Keep only the lines that hold the string "args", filtering out the rest of the entries below.

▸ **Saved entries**
-----
use assert_cmd::Command;
use predicates::prelude::*;
use tempfile::TempDir;

fn autobackup(data_dir: &TempDir) -> Command {
    let mut cmd = Command::cargo_bin("autobackup").unwrap();
    cmd.env_remove("AUTOBACKUP_BACKEND")
        .env_remove("RUST_LOG")
        .arg("--data-dir")
        .arg(data_dir.path());
    cmd
}

fn write_state(data_dir: &TempDir) {
    let state = serde_json::json!({
        "chat-next-web-store": {
            "sessions": [
                { "id": "s1", "messages": [{ "id": "m1" }, { "id": "m2" }] }
            ]
        },
        "app-config": {},
        "access-control": {}
    });
    std::fs::write(
        data_dir.path().join("state.json"),
        serde_json::to_string(&state).unwrap(),
    )
    .unwrap();
}

#[test]
fn status_without_backups() {
    let dir = TempDir::new().unwrap();

    autobackup(&dir)
        .arg("status")
        .assert()
        .success()
        .stdout(predicate::str::contains("Enabled:     No"))
        .stdout(predicate::str::contains("Last backup: never"));
}

#[test]
fn config_clamps_and_persists() {
    let dir = TempDir::new().unwrap();

    autobackup(&dir)
        .args(["config", "--enable", "--interval", "500", "--max-backups", "3"])
        .assert()
        .success()
        .stdout(predicate::str::contains("Interval: 168h"))
        .stdout(predicate::str::contains("Keep:     3"));

    autobackup(&dir)
        .arg("config")
        .assert()
        .success()
        .stdout(predicate::str::contains("Enabled:  true"))
        .stdout(predicate::str::contains("Interval: 168h"));
}

#[test]
fn now_then_list_shows_backup() {
    let dir = TempDir::new().unwrap();
    write_state(&dir);

    autobackup(&dir)
        .arg("now")
        .assert()
        .success()
        .stdout(predicate::str::contains("Backup created: AutoBackup-"));

    autobackup(&dir)
        .args(["list", "--verbose"])
        .assert()
        .success()
        .stdout(predicate::str::contains("1 sessions, 2 messages"))
        .stdout(predicate::str::contains("Total: 1 backup(s)"));
}

#[test]
fn restore_requires_force() {
    let dir = TempDir::new().unwrap();
    write_state(&dir);

    autobackup(&dir).arg("now").assert().success();

    autobackup(&dir)
        .args(["restore", "latest"])
        .assert()
        .success()
        .stdout(predicate::str::contains("--force"));

    autobackup(&dir)
        .args(["restore", "latest", "--force"])
        .assert()
        .success()
        .stdout(predicate::str::contains("Restored 1 sessions with 2 messages."));
}

#[test]
fn clear_with_key_value_backend() {
    let dir = TempDir::new().unwrap();
    write_state(&dir);

    autobackup(&dir)
        .args(["--backend", "kv", "now"])
        .assert()
        .success();
    assert!(dir.path().join("autobackup-kv.json").exists());

    autobackup(&dir)
        .args(["--backend", "kv", "clear", "--force"])
        .assert()
        .success()
        .stdout(predicate::str::contains("Deleted 1 backup(s)."));

    autobackup(&dir)
        .args(["--backend", "kv", "list"])
        .assert()
        .success()
        .stdout(predicate::str::contains("No backups found."));
}

#[test]
fn restore_unknown_backup_fails() {
    let dir = TempDir::new().unwrap();

    autobackup(&dir)
        .args(["restore", "deadbeef", "--force"])
        .assert()
        .failure()
        .stderr(predicate::str::contains("not found"));
}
-----
▸ **Finished exercise**
        .args(["config", "--enable", "--interval", "500", "--max-backups", "3"])
        .args(["list", "--verbose"])
        .args(["restore", "latest"])
        .args(["restore", "latest", "--force"])
        .args(["--backend", "kv", "now"])
        .args(["--backend", "kv", "clear", "--force"])
        .args(["--backend", "kv", "list"])
        .args(["restore", "deadbeef", "--force"])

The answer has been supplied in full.